Singular episode of social interaction

In social psychology, a social event is precisely defined as a social interaction episode characterized by a singular, continuous goal or purpose.

This conceptualization views a social event as an atomic unit of social interaction. For example, if a father and a child are coloring, and the father's initial goal is to give son some attention, but shifts to teaching the child the father could start teaching the child to color within the lines. This continuous episode would be considered is split in two distinct social events, due to the change in purpose, in accordance with the goal of the activity.

Conversely, in abroader usage the term "social event" can encompass any gathering of people for any reason event, activity, or gathering of a group of people for any purpose. The word "event" can refer to any action, and describes a wide variety of activities. Related terms, such as "special event", are also difficult to define.

Communication among participants is not necessarily a defining characteristic of a social event. For example, while chats between spectators are part of a football match event, it is not its defining characteristic.

A social event may happen within another social event, which can be described in sociological research by the term "recontextualization".
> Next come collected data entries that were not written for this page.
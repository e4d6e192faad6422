//! Trainer logic built on the board data model.
//!
//! - [`BoardBuilder`] - Random board generation under completeness constraints
//! - [`BoardSeed`] - Seed for deterministic board generation
//! - [`ClueSession`] - One clue driven from selection to its outcome
//! - [`NarrationGate`] - Decides when narration is over
//! - [`Game`] - Board, score, outcome log and active clue
//! - [`Summary`] - End-of-board statistics and review feed
//! - [`next_round_pool`] - Weak-biased clue pool for the next round
//!
//! # Clue Flow
//!
//! 1. The player opens a cell with [`Game::open_cell`]
//! 2. The clue text is shown and narrated
//! 3. Once narration is over, the buzz window opens
//! 4. A buzz starts the blank delay; no buzz lets the window expire
//! 5. The response is revealed and the player scores themselves
//!
//! Nothing reads a clock. Time flows in through the `now` argument and
//! [`Game::advance`] must be called on every tick.
//!
//! # Example
//!
//! ```
//! use std::time::Duration;
//!
//! use buzzboard_engine::{
//!     CellRef, ClueRecord, Game, Round, Settings, SimulatedNarrator, ValueLadder, Verdict,
//! };
//!
//! let pool = (0..3)
//!     .flat_map(|c| {
//!         ValueLadder::STANDARD.map(|value| {
//!             ClueRecord::new(
//!                 format!("{c}-{value}"),
//!                 Round::First,
//!                 &format!("Category {c}"),
//!                 value,
//!                 "This clue is read aloud",
//!                 "What is the response?",
//!             )
//!             .unwrap()
//!         })
//!     })
//!     .collect::<Vec<_>>();
//!
//! let narrator = Box::new(SimulatedNarrator::new(Duration::from_secs(1)));
//! let mut game = Game::new(Settings::default().with_category_count(3), narrator);
//! game.start_board(&pool, Duration::ZERO).unwrap();
//!
//! let id = game.open_cell(CellRef::new(0, 200), Duration::ZERO).unwrap();
//! game.advance(Duration::from_secs(1));
//! assert!(game.buzz(id, Duration::from_millis(1500)));
//! game.advance(Duration::from_millis(3500));
//! game.resolve(id, Verdict::Correct, Duration::from_millis(3600));
//! assert_eq!(game.score(), 200);
//! ```

pub use self::{
    board_builder::*, clue_session::*, game::*, narration::*, review::*, settings::*,
    summary::*, timer::*,
};

mod board_builder;
mod clue_session;
mod game;
mod narration;
mod review;
mod settings;
mod summary;
mod timer;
In entertainment, the field of planning and executing social events is called event planning or event management.

==Explanations==
There are a wide variety of explanations of why social events exist. Psychologist Robert E. Lana has summarized several of these:

1. A social event is exclusively part of the biological and behavioral characteristics of the human organism and is, therefore, predictable and potentially explainable by experimental analysis that excludes the historical.

2. A social event is part of a process that, although constantly changing, returns to similar forms again and again. That is, social history occurs in cycles that allow for order and universality in explaining how human beings live together.

3. A social event is part of a patterned, orderly progression of social change that allows for prediction, but without cyclical change being part of the explanatory context.

4. A social event is unexpected and unrepeatable and can only be recorded and added to other unrelated, unrepeatable social moments such as wars, political events, etc.

5. Social events follow no discernible pattern at any level of analysis.

Social events also tend to fall into distinct patterns, For example, as Nathan Rousseau points out:

A marriage ceremony involves distinct actors engaging in joint actions in order to pull off a mutually recognizable social event. Every marriage ceremony may be distinct due to social custom and individual idiosyncrasies; nevertheless, the joint actions of the participants will form a social phenomenon recognizable as a particular event. It will be a social event that does not look like a funeral or a football game but rather one that conveys some notion of what the disparate parties understand as a wedding.